日本の家庭電気メーカがあまり元気がなく、事業の再構築や身売りなどと色々と話題になっております。
欧米のメーカに比べて新製品開発の企画力が劣るとか、量産技術でも台湾や韓国メーカにはかなわない
との指摘もあります。
そうした中、最近テレビを見ていたら、日本でも元気でユニークな商品を開発しているベンチャー企業が
取り上げられていました。

テレビで初めに紹介されていた商品が、トースターでした。会社の仲間とバーベキューに行っていた折に、
炭火で焼いたパンが美味しかったので、これを実現するトースターを作ることにしたそうです。
ところが炭火のような火力を実現しても、どうしても美味しく焼き上げることが出来なかったといいます。
一緒に行った人から、あの時は強い雨が急に雨が降り出したとのことで、土砂降りの雨(水分)が関係して
いるのではと思い立ち、スチームの中でパンを焼くアイデアに到ったのです。パンの水分を保ったままで、
こんがりと焼くことで、モチモチのパンが焼けたのです。

このトースターを開発したバルミューダという会社は、創立10年程度ですが、社長の寺尾玄さんは、
うれしい体験を形にしたモノを作りたい。使ったお客さんが驚き、製品に触れた瞬間の笑顔を共有したい
との思いで、新しい家庭電気製品を創造し、開発してきました。
モノ作りでの基本であるアイデアの保護もしっかりしており、トースターに水分供給後の腐食を防ぐための
アイデアが公開されています。(特開2016-171861号「加熱調理装置」)。

この寺尾社長さんは会社設立前には、家庭電気製品の開発には一度も携わったことはなく、自分で
欲しいもの、使った人のうれしい顔を求めて商品開発を進めています。
はじめのヒット商品の開発の切っ掛けは、ある工場で大型の扇風機を壁に向けて風を送っている現場を
見たそうです。なぜ壁に向けて送風しているのかと質問したら、扇風機の羽根の回転で起こされる渦巻き流が
壁で折り返し、自然の風のような広い面積から風が送られるので、やさしい風になると聞かされたのです。

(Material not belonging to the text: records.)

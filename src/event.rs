//! Inbound Events
//!
//! The worker thread translates every transport event into an [`Event`]
//! before queueing it. Receive payloads are copied out of the transport
//! packet, so an event never borrows transport memory.

use bytes::Bytes;
use serde::de::DeserializeOwned;

use crate::error::{HostError, Result};
use crate::host::PeerHandle;

/// What happened
#[derive(Debug, Clone, Copy, PartialEq, Eq)]
pub enum EventKind {
    Connect,
    Receive,
    Disconnect,
}

/// A network event waiting in the inbound queue
#[derive(Debug, Clone)]
pub struct Event {
    kind: EventKind,
    time: u64,
    peer: PeerHandle,
    channel: u8,
    data: u32,
    payload: Bytes,
}

impl Event {
    pub(crate) fn connect(time: u64, peer: PeerHandle, data: u32) -> Self {
        Self {
            kind: EventKind::Connect,
            time,
            peer,
            channel: 0,
            data,
            payload: Bytes::new(),
        }
    }

    pub(crate) fn receive(time: u64, peer: PeerHandle, channel: u8, payload: Bytes) -> Self {
        Self {
            kind: EventKind::Receive,
            time,
            peer,
            channel,
            data: 0,
            payload,
        }
    }

    pub(crate) fn disconnect(time: u64, peer: PeerHandle, data: u32) -> Self {
        Self {
            kind: EventKind::Disconnect,
            time,
            peer,
            channel: 0,
            data,
            payload: Bytes::new(),
        }
    }

    pub fn kind(&self) -> EventKind {
        self.kind
    }

    /// Milliseconds on the runtime clock when the event was translated
    pub fn time(&self) -> u64 {
        self.time
    }

    /// The peer the event came from
    pub fn peer(&self) -> &PeerHandle {
        &self.peer
    }

    /// Channel of a receive event
    pub fn channel_id(&self) -> Option<u8> {
        match self.kind {
            EventKind::Receive => Some(self.channel),
            _ => None,
        }
    }

    /// User data of a connect or disconnect event
    pub fn data(&self) -> Option<u32> {
        match self.kind {
            EventKind::Receive => None,
            _ => Some(self.data),
        }
    }

    /// Received bytes (empty for connect and disconnect)
    pub fn payload(&self) -> &[u8] {
        &self.payload
    }

    pub fn into_payload(self) -> Bytes {
        self.payload
    }

    /// Decode a payload sent with `broadcast_var` / `send_var`
    pub fn decode<T: DeserializeOwned>(&self) -> Result<T> {
        if self.kind != EventKind::Receive {
            return Err(HostError::Decode(format!(
                "{:?} event carries no payload",
                self.kind
            )));
        }
        bincode::deserialize(&self.payload).map_err(|e| HostError::Decode(e.to_string()))
    }
}
//! Error types for nethost
//!
//! Provides a unified error type for all host, peer and transport operations.

use thiserror::Error;

/// Result type alias using HostError
pub type Result<T> = std::result::Result<T, HostError>;

/// Unified error type for nethost operations
#[derive(Debug, Error)]
pub enum HostError {
    // -------------------------------------------------------------------------
    // I/O Errors
    // -------------------------------------------------------------------------
    #[error("IO error: {0}")]
    Io(#[from] std::io::Error),

    // -------------------------------------------------------------------------
    // Lifecycle Errors
    // -------------------------------------------------------------------------
    #[error("Host is not bound")]
    NotBound,

    #[error("Host is already bound")]
    AlreadyBound,

    #[error("Network runtime is not initialized")]
    NotInitialized,

    #[error("Network runtime initialization failed: {0}")]
    Init(String),

    // -------------------------------------------------------------------------
    // Addressing Errors
    // -------------------------------------------------------------------------
    #[error("Address resolution failed: {0}")]
    Resolve(String),

    // -------------------------------------------------------------------------
    // Transport Errors
    // -------------------------------------------------------------------------
    #[error("Transport error: {0}")]
    Transport(String),

    #[error("Packet error: {0}")]
    Packet(String),

    #[error("Invalid channel {channel} (peer has {limit} channels)")]
    InvalidChannel { channel: u8, limit: usize },

    #[error("Protocol error: {0}")]
    Protocol(String),

    // -------------------------------------------------------------------------
    // Peer Errors
    // -------------------------------------------------------------------------
    #[error("Peer slot {slot} no longer refers to this connection")]
    StalePeer { slot: usize },

    #[error("Peer handle belongs to a different host")]
    ForeignPeer,

    // -------------------------------------------------------------------------
    // Serialization Errors
    // -------------------------------------------------------------------------
    #[error("Encoding error: {0}")]
    Encode(String),

    #[error("Decoding error: {0}")]
    Decode(String),

    // -------------------------------------------------------------------------
    // Configuration Errors
    // -------------------------------------------------------------------------
    #[error("Configuration error: {0}")]
    Config(String),
}
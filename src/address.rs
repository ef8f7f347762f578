//! Network Addresses
//!
//! The unresolved `host:port` form callers hand to `bind` and `connect`.
//! Resolution to a socket address is the transport's job.

use std::fmt;
use std::net::SocketAddr;
use std::str::FromStr;

use crate::error::{HostError, Result};

/// A host string and port, resolved lazily by the transport
#[derive(Debug, Clone, PartialEq, Eq, Hash)]
pub struct Address {
    /// Host name or IP literal. Empty means "any address".
    host: String,

    /// UDP port (0 lets the OS choose when binding)
    port: u16,
}

impl Address {
    /// Create an address from a host string and port
    pub fn new(host: impl Into<String>, port: u16) -> Self {
        Self {
            host: host.into(),
            port,
        }
    }

    /// The wildcard address on the given port
    pub fn any(port: u16) -> Self {
        Self::new(String::new(), port)
    }

    pub fn host(&self) -> &str {
        &self.host
    }

    pub fn port(&self) -> u16 {
        self.port
    }

    /// True when the host part is empty
    pub fn is_any(&self) -> bool {
        self.host.is_empty()
    }
}

impl From<SocketAddr> for Address {
    fn from(addr: SocketAddr) -> Self {
        Self::new(addr.ip().to_string(), addr.port())
    }
}

impl fmt::Display for Address {
    fn fmt(&self, f: &mut fmt::Formatter<'_>) -> fmt::Result {
        if self.host.contains(':') {
            write!(f, "[{}]:{}", self.host, self.port)
        } else {
            write!(f, "{}:{}", self.host, self.port)
        }
    }
}

impl FromStr for Address {
    type Err = HostError;

    /// Parse `host:port`, `[v6]:port` or `:port`
    fn from_str(s: &str) -> Result<Self> {
        let (host, port) = s
            .rsplit_once(':')
            .ok_or_else(|| HostError::Resolve(format!("missing port in '{}'", s)))?;

        let port = port
            .parse::<u16>()
            .map_err(|_| HostError::Resolve(format!("invalid port in '{}'", s)))?;

        let host = host
            .strip_prefix('[')
            .and_then(|h| h.strip_suffix(']'))
            .unwrap_or(host);

        Ok(Self::new(host, port))
    }
}
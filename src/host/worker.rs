//! Worker Loop
//!
//! The body of a host's background thread.
//!
//! ## Iteration
//! ```text
//!   ┌──────────────┐    ┌─────────────────────┐    ┌─────────────────────────┐
//!   │  acquire()   │──▶ │ send: drain outbound│──▶ │ poll: service + check   │
//!   └──────────────┘    └─────────────────────┘    └────────────┬────────────┘
//!          ▲                                                    │
//!          └──────────── release, loop while running ───────────┘
//! ```

use std::sync::atomic::Ordering;
use std::sync::Arc;
use std::time::Duration;

use bytes::Bytes;

use super::{PeerHandle, Shared};
use crate::event::Event;
use crate::message::{Message, Target};
use crate::runtime;
use crate::transport::{Packet, TransportContext, TransportEvent};

/// Service the context until `running` is cleared
pub(super) fn run(shared: Arc<Shared>, wait: Duration) {
    let binding = shared.binding();
    tracing::debug!("Worker started (binding {}, poll wait {:?})", binding, wait);

    while shared.running.load(Ordering::Acquire) {
        let mut guard = shared.acquire();
        let Some(context) = guard.as_mut() else {
            break;
        };

        send_messages(&shared, context.as_mut(), binding);
        poll_events(&shared, context.as_mut(), wait, binding);
    }

    tracing::debug!("Worker stopped");
}

/// Hand every queued message to the transport
fn send_messages(shared: &Shared, context: &mut dyn TransportContext, binding: u64) {
    while let Some(message) = shared.outbound.pop() {
        send_message(context, message, binding);
    }
}

fn send_message(context: &mut dyn TransportContext, message: Message, binding: u64) {
    let target = message.target();
    let channel = message.channel();
    let flags = message.mode().flags();

    let packet = match Packet::new(message.into_payload(), flags) {
        Ok(packet) => packet,
        Err(e) => {
            tracing::debug!("Dropping message: {}", e);
            return;
        }
    };

    match target {
        Target::Broadcast => context.broadcast(channel, packet),
        Target::Peer {
            slot,
            binding: made_under,
        } => {
            if made_under != binding {
                tracing::debug!("Dropping message for peer {} of an earlier binding", slot.index);
                return;
            }
            if let Err(e) = context.send(slot, channel, packet) {
                tracing::debug!("Dropping message for peer {}: {}", slot.index, e);
            }
        }
    }
}

/// Wait up to `wait` for one event, then drain whatever else is ready
fn poll_events(
    shared: &Arc<Shared>,
    context: &mut dyn TransportContext,
    wait: Duration,
    binding: u64,
) {
    match context.service(wait) {
        Ok(Some(event)) => shared.inbound.push(translate(shared, event, binding)),
        Ok(None) => return,
        Err(e) => {
            tracing::warn!("Transport service failed: {}", e);
            return;
        }
    }

    while let Some(event) = context.check_events() {
        shared.inbound.push(translate(shared, event, binding));
    }
}

/// Convert a transport event, copying any payload out of the packet
fn translate(shared: &Arc<Shared>, event: TransportEvent, binding: u64) -> Event {
    let time = runtime::ticks_msec();
    let peer = PeerHandle::new(Arc::downgrade(shared), event.peer(), binding);

    let event = match event {
        TransportEvent::Connect { data, .. } => Event::connect(time, peer, data),
        TransportEvent::Receive {
            channel, packet, ..
        } => {
            let payload = Bytes::copy_from_slice(packet.data());
            drop(packet);
            Event::receive(time, peer, channel, payload)
        }
        TransportEvent::Disconnect { data, .. } => Event::disconnect(time, peer, data),
    };

    tracing::trace!(
        "{:?} event from peer {} at {}ms",
        event.kind(),
        event.peer().id(),
        time
    );
    event
}
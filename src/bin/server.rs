//! nethost Echo Server
//!
//! Binds a host and echoes every received payload back to its sender on the
//! same channel.

use std::thread;
use std::time::{Duration, Instant};

use clap::Parser;
use nethost::{runtime, Address, DeliveryMode, EventKind, Host, HostConfig};
use tracing_subscriber::{fmt, EnvFilter};

/// Interval between event drains
const FRAME: Duration = Duration::from_millis(16);

/// nethost echo server
#[derive(Parser, Debug)]
#[command(name = "nethost-server")]
#[command(about = "Echo server over a reliable-UDP host")]
#[command(version)]
struct Args {
    /// Listen address (host:port, or :port for every interface)
    #[arg(short, long, default_value = ":7777")]
    listen: String,

    /// Peer table capacity
    #[arg(short, long, default_value = "32")]
    max_peers: usize,

    /// Channels per connection
    #[arg(short, long, default_value = "2")]
    channels: usize,

    /// Worker poll wait in milliseconds
    #[arg(short, long, default_value = "1")]
    event_wait_ms: u64,

    /// Stop after this many seconds (0 runs until killed)
    #[arg(short, long, default_value = "0")]
    duration_secs: u64,
}

fn main() {
    // Initialize tracing/logging
    let filter = EnvFilter::try_from_default_env()
        .unwrap_or_else(|_| EnvFilter::new("info,nethost=debug"));

    fmt()
        .with_env_filter(filter)
        .with_target(true)
        .with_thread_ids(true)
        .init();

    let args = Args::parse();

    tracing::info!("nethost server v{}", nethost::VERSION);

    if let Err(e) = runtime::initialize() {
        tracing::error!("Failed to initialize network runtime: {}", e);
        std::process::exit(1);
    }

    let listen: Address = match args.listen.parse() {
        Ok(addr) => addr,
        Err(e) => {
            tracing::error!("Invalid listen address: {}", e);
            std::process::exit(1);
        }
    };

    // Build config from args
    let config = HostConfig::builder()
        .max_peers(args.max_peers)
        .max_channels(args.channels)
        .event_wait_ms(args.event_wait_ms)
        .build();

    let host = Host::new(config);
    if let Err(e) = host.bind(Some(listen)) {
        tracing::error!("Failed to bind: {}", e);
        std::process::exit(1);
    }

    let deadline = (args.duration_secs > 0)
        .then(|| Instant::now() + Duration::from_secs(args.duration_secs));

    while deadline.map_or(true, |d| Instant::now() < d) {
        while let Some(event) = host.pop_event() {
            let peer = event.peer();
            match event.kind() {
                EventKind::Connect => {
                    tracing::info!("Peer {} connected ({:?})", peer.id(), peer.address());
                }
                EventKind::Disconnect => {
                    tracing::info!("Peer {} disconnected", peer.id());
                }
                EventKind::Receive => {
                    let channel = event.channel_id().unwrap_or(0);
                    let payload = event.payload().to_vec();
                    if let Err(e) = host.send_to(peer, payload, channel, DeliveryMode::Reliable) {
                        tracing::warn!("Echo to peer {} failed: {}", peer.id(), e);
                    }
                }
            }
        }
        thread::sleep(FRAME);
    }

    host.unbind();
    runtime::deinitialize();
    tracing::info!("Server stopped");
}
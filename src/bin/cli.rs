//! nethost CLI Client
//!
//! Connects to a host, sends a message a number of times and prints every
//! event that comes back.

use std::thread;
use std::time::{Duration, Instant};

use clap::{Parser, ValueEnum};
use nethost::{runtime, Address, DeliveryMode, EventKind, Host, HostConfig};
use tracing_subscriber::{fmt, EnvFilter};

/// nethost CLI
#[derive(Parser, Debug)]
#[command(name = "nethost-cli")]
#[command(about = "Send messages to a nethost server")]
#[command(version)]
struct Args {
    /// Server address
    #[arg(short, long, default_value = "127.0.0.1:7777")]
    server: String,

    /// Message to send
    #[arg(default_value = "ping")]
    message: String,

    /// Number of times to send the message
    #[arg(short = 'n', long, default_value = "1")]
    count: usize,

    /// Channel to send on
    #[arg(short, long, default_value = "0")]
    channel: u8,

    /// Delivery mode
    #[arg(short, long, value_enum, default_value_t = Mode::Reliable)]
    mode: Mode,

    /// Give up after this many seconds
    #[arg(short, long, default_value = "5")]
    timeout_secs: u64,
}

#[derive(Clone, Copy, Debug, ValueEnum)]
enum Mode {
    Reliable,
    Sequenced,
    Unsequenced,
}

impl From<Mode> for DeliveryMode {
    fn from(mode: Mode) -> Self {
        match mode {
            Mode::Reliable => DeliveryMode::Reliable,
            Mode::Sequenced => DeliveryMode::Sequenced,
            Mode::Unsequenced => DeliveryMode::Unsequenced,
        }
    }
}

fn main() {
    let filter =
        EnvFilter::try_from_default_env().unwrap_or_else(|_| EnvFilter::new("warn,nethost=info"));
    fmt().with_env_filter(filter).with_target(true).init();

    let args = Args::parse();

    if let Err(e) = run(&args) {
        tracing::error!("{}", e);
        std::process::exit(1);
    }
}

fn run(args: &Args) -> nethost::Result<()> {
    runtime::initialize()?;

    let server: Address = args.server.parse()?;
    let channels = args.channel as usize + 1;
    let host = Host::new(HostConfig::builder().max_peers(1).max_channels(channels).build());
    host.bind(None)?;

    let peer = host.connect(&server, 0)?;
    let deadline = Instant::now() + Duration::from_secs(args.timeout_secs);
    let mut sent = false;
    let mut replies = 0;

    while Instant::now() < deadline {
        while let Some(event) = host.pop_event() {
            match event.kind() {
                EventKind::Connect => {
                    println!("connected to {}", server);
                    for _ in 0..args.count {
                        peer.send(args.message.clone().into_bytes(), args.channel, args.mode.into())?;
                    }
                    sent = true;
                }
                EventKind::Receive => {
                    replies += 1;
                    println!(
                        "[{}ms] channel {}: {}",
                        event.time(),
                        event.channel_id().unwrap_or(0),
                        String::from_utf8_lossy(event.payload())
                    );
                }
                EventKind::Disconnect => {
                    println!("disconnected (data {})", event.data().unwrap_or(0));
                    return Ok(());
                }
            }
        }

        if sent && replies >= args.count {
            break;
        }
        thread::sleep(Duration::from_millis(10));
    }

    if !sent {
        println!("no connection to {} within {}s", server, args.timeout_secs);
    }

    if peer.disconnect_now(0).is_err() {
        tracing::debug!("connection already gone");
    }
    host.unbind();
    Ok(())
}
//! Configuration for nethost
//!
//! Centralized host configuration with sensible defaults.

use std::time::Duration;

use crate::error::{HostError, Result};
use crate::transport::TransportLimits;

/// Default blocking poll timeout per worker iteration (milliseconds)
pub const DEFAULT_EVENT_WAIT_MS: u64 = 1;

/// Default peer table capacity
pub const DEFAULT_MAX_PEERS: usize = 32;

/// Default number of channels per connection
pub const DEFAULT_MAX_CHANNELS: usize = 1;

/// Largest peer table a host may be configured with
pub const PEER_LIMIT: usize = 4096;

/// Channel ids travel as a single byte on the wire
pub const CHANNEL_LIMIT: usize = 255;

/// Main configuration for a Host instance
#[derive(Debug, Clone)]
pub struct HostConfig {
    // -------------------------------------------------------------------------
    // Worker Configuration
    // -------------------------------------------------------------------------
    /// How long the worker blocks in each transport poll (milliseconds).
    /// Also bounds how quickly `unbind` is observed by the worker.
    pub event_wait_ms: u64,

    /// Name given to the worker thread
    pub thread_name: String,

    // -------------------------------------------------------------------------
    // Transport Configuration
    // -------------------------------------------------------------------------
    /// Number of peer slots in the connection table
    pub max_peers: usize,

    /// Channels allocated per connection
    pub max_channels: usize,

    /// Incoming bandwidth cap in bytes/second (0 = unlimited)
    pub bandwidth_in: u32,

    /// Outgoing bandwidth cap in bytes/second (0 = unlimited)
    pub bandwidth_out: u32,
}

impl Default for HostConfig {
    fn default() -> Self {
        Self {
            event_wait_ms: DEFAULT_EVENT_WAIT_MS,
            thread_name: "nethost-worker".to_string(),
            max_peers: DEFAULT_MAX_PEERS,
            max_channels: DEFAULT_MAX_CHANNELS,
            bandwidth_in: 0,
            bandwidth_out: 0,
        }
    }
}

impl HostConfig {
    /// Create a new config builder
    pub fn builder() -> HostConfigBuilder {
        HostConfigBuilder::default()
    }

    /// Poll wait as a Duration
    pub fn event_wait(&self) -> Duration {
        Duration::from_millis(self.event_wait_ms)
    }

    /// Limits handed to the transport when a context is created
    pub fn limits(&self) -> TransportLimits {
        TransportLimits {
            max_peers: self.max_peers,
            max_channels: self.max_channels,
            bandwidth_in: self.bandwidth_in,
            bandwidth_out: self.bandwidth_out,
        }
    }

    /// Check that every field is within the range the transport accepts
    pub fn validate(&self) -> Result<()> {
        validate_peers(self.max_peers)?;
        validate_channels(self.max_channels)?;
        Ok(())
    }
}

pub(crate) fn validate_peers(count: usize) -> Result<()> {
    if count == 0 || count > PEER_LIMIT {
        return Err(HostError::Config(format!(
            "max_peers must be between 1 and {}, got {}",
            PEER_LIMIT, count
        )));
    }
    Ok(())
}

pub(crate) fn validate_channels(count: usize) -> Result<()> {
    if count == 0 || count > CHANNEL_LIMIT {
        return Err(HostError::Config(format!(
            "max_channels must be between 1 and {}, got {}",
            CHANNEL_LIMIT, count
        )));
    }
    Ok(())
}

/// Builder for HostConfig
#[derive(Default)]
pub struct HostConfigBuilder {
    config: HostConfig,
}

impl HostConfigBuilder {
    /// Set the worker poll timeout (in milliseconds)
    pub fn event_wait_ms(mut self, ms: u64) -> Self {
        self.config.event_wait_ms = ms;
        self
    }

    /// Set the worker thread name
    pub fn thread_name(mut self, name: impl Into<String>) -> Self {
        self.config.thread_name = name.into();
        self
    }

    /// Set the peer table capacity
    pub fn max_peers(mut self, count: usize) -> Self {
        self.config.max_peers = count;
        self
    }

    /// Set the number of channels per connection
    pub fn max_channels(mut self, count: usize) -> Self {
        self.config.max_channels = count;
        self
    }

    /// Set the incoming bandwidth cap (bytes/second, 0 = unlimited)
    pub fn bandwidth_in(mut self, bytes: u32) -> Self {
        self.config.bandwidth_in = bytes;
        self
    }

    /// Set the outgoing bandwidth cap (bytes/second, 0 = unlimited)
    pub fn bandwidth_out(mut self, bytes: u32) -> Self {
        self.config.bandwidth_out = bytes;
        self
    }

    pub fn build(self) -> HostConfig {
        self.config
    }
}
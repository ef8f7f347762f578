//! Host Module
//!
//! A network host that services its transport on a dedicated worker thread.
//!
//! ## Responsibilities
//! - Bind / unbind a transport context and start / stop the worker
//! - Queue outbound messages for the worker to send
//! - Hand inbound events to the consumer in arrival order
//! - Resolve peer slots into [`PeerHandle`]s
//!
//! ## Context Access
//!
//! The transport context is shared by the worker and every consumer call
//! that needs it directly. Access goes through two mutexes:
//!
//! ```text
//!   acquire():  lock(access) ─▶ lock(context) ─▶ unlock(access)
//!   release:    drop the context guard
//! ```
//!
//! A waiter queued on `access` gets the context before the holder can take it
//! back, so the worker cannot starve consumer calls by re-locking in a loop.

mod peer;
mod worker;

pub use peer::PeerHandle;

use std::net::{IpAddr, Ipv6Addr, SocketAddr};
use std::sync::atomic::{AtomicBool, AtomicU64, AtomicUsize, Ordering};
use std::sync::Arc;
use std::thread::{self, JoinHandle};

use bytes::Bytes;
use parking_lot::{Mutex, MutexGuard};
use serde::Serialize;

use crate::address::Address;
use crate::config::{self, HostConfig};
use crate::error::{HostError, Result};
use crate::event::Event;
use crate::message::{self, DeliveryMode, Message, Target};
use crate::queue::Queue;
use crate::runtime;
use crate::transport::{Transport, TransportContext, UdpTransport};

/// Guard over the (possibly absent) transport context
pub(crate) type ContextGuard<'a> = MutexGuard<'a, Option<Box<dyn TransportContext>>>;

// =============================================================================
// Shared State
// =============================================================================

/// State shared by the host, its worker and its peer handles
pub(crate) struct Shared {
    /// Creates contexts and resolves addresses
    transport: Box<dyn Transport>,

    // -------------------------------------------------------------------------
    // Context Access
    // -------------------------------------------------------------------------
    /// Taken first, released as soon as `context` is held
    access: Mutex<()>,

    /// Present exactly while the worker runs
    context: Mutex<Option<Box<dyn TransportContext>>>,

    // -------------------------------------------------------------------------
    // Worker Control
    // -------------------------------------------------------------------------
    /// Cleared by `unbind`; the worker checks it once per iteration
    running: AtomicBool,

    /// Consumer-side view of whether the host is bound
    bound: AtomicBool,

    /// Incremented by every `bind`; handles and messages carry the value
    /// they were made under
    binding: AtomicU64,

    /// `max_channels` of the current binding
    channel_limit: AtomicUsize,

    // -------------------------------------------------------------------------
    // Queues
    // -------------------------------------------------------------------------
    outbound: Queue<Message>,
    inbound: Queue<Event>,
}

impl Shared {
    /// Exclusive access to the context; released when the guard drops
    pub(crate) fn acquire(&self) -> ContextGuard<'_> {
        let access = self.access.lock();
        let context = self.context.lock();
        drop(access);
        context
    }

    /// Run `f` against the bound context
    pub(crate) fn with_context<R>(
        &self,
        f: impl FnOnce(&mut dyn TransportContext) -> Result<R>,
    ) -> Result<R> {
        let mut guard = self.acquire();
        match guard.as_mut() {
            Some(context) => f(context.as_mut()),
            None => Err(HostError::NotBound),
        }
    }

    pub(crate) fn is_bound(&self) -> bool {
        self.bound.load(Ordering::Acquire)
    }

    pub(crate) fn binding(&self) -> u64 {
        self.binding.load(Ordering::Acquire)
    }

    /// Check a message against the current binding and queue it
    pub(crate) fn enqueue(&self, message: Message) -> Result<()> {
        if !self.is_bound() {
            return Err(HostError::NotBound);
        }

        let limit = self.channel_limit.load(Ordering::Acquire);
        if message.channel() as usize >= limit {
            return Err(HostError::InvalidChannel {
                channel: message.channel(),
                limit,
            });
        }

        if let Target::Peer { slot, binding } = message.target() {
            if binding != self.binding() {
                return Err(HostError::StalePeer { slot: slot.index });
            }
        }

        self.outbound.push(message);
        Ok(())
    }
}

// =============================================================================
// Host
// =============================================================================

/// Consumer-side state guarded as a unit by bind / unbind / setters
struct Lifecycle {
    config: HostConfig,
    worker: Option<JoinHandle<()>>,
}

/// A network host with a background worker thread
///
/// ## Threading
///
/// Every method takes `&self` and may be called from any thread. Sends are
/// queued and transmitted on the worker's next iteration; events are queued
/// by the worker and popped by the consumer.
///
/// ## Example
/// ```no_run
/// use nethost::{runtime, Address, DeliveryMode, Host, HostConfig};
///
/// runtime::initialize()?;
/// let host = Host::new(HostConfig::default());
/// host.bind(Some(Address::any(7777)))?;
/// host.broadcast(&b"hello"[..], 0, DeliveryMode::Reliable)?;
/// while let Some(event) = host.pop_event() {
///     println!("{:?} from peer {}", event.kind(), event.peer().id());
/// }
/// # Ok::<(), nethost::HostError>(())
/// ```
pub struct Host {
    shared: Arc<Shared>,
    lifecycle: Mutex<Lifecycle>,
}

そこで自然の風のような広い面積から吹く風を実現するための扇風機を作ろうと思い立ったのです。
一台の扇風機で広い面積からの風を起こすためのファンを実現しようと思考錯誤を重ねました。
流体力学を学び実現したそうで、今まである扇風機の渦流でなく二重構造の羽をゆっくり回すことで、
広範囲に拡大する、やさしい風を起こす扇風機を作ったのです。
羽の構造の特許第4949537号「軸流ファン」、首振りの構造を工夫した特許第6087509号
「扇風機」など数多くの特許を取得しています。

大手のメーカが追従してくるような商品を創造することは、市場からも認められる商品を開発できた喜びを
感じるとまで言われていました。人の物まねはしないと断言し、しっかりと権利化を図っている姿は、
ベンチャー企業が生き残るためには必須であることを意識していると思います。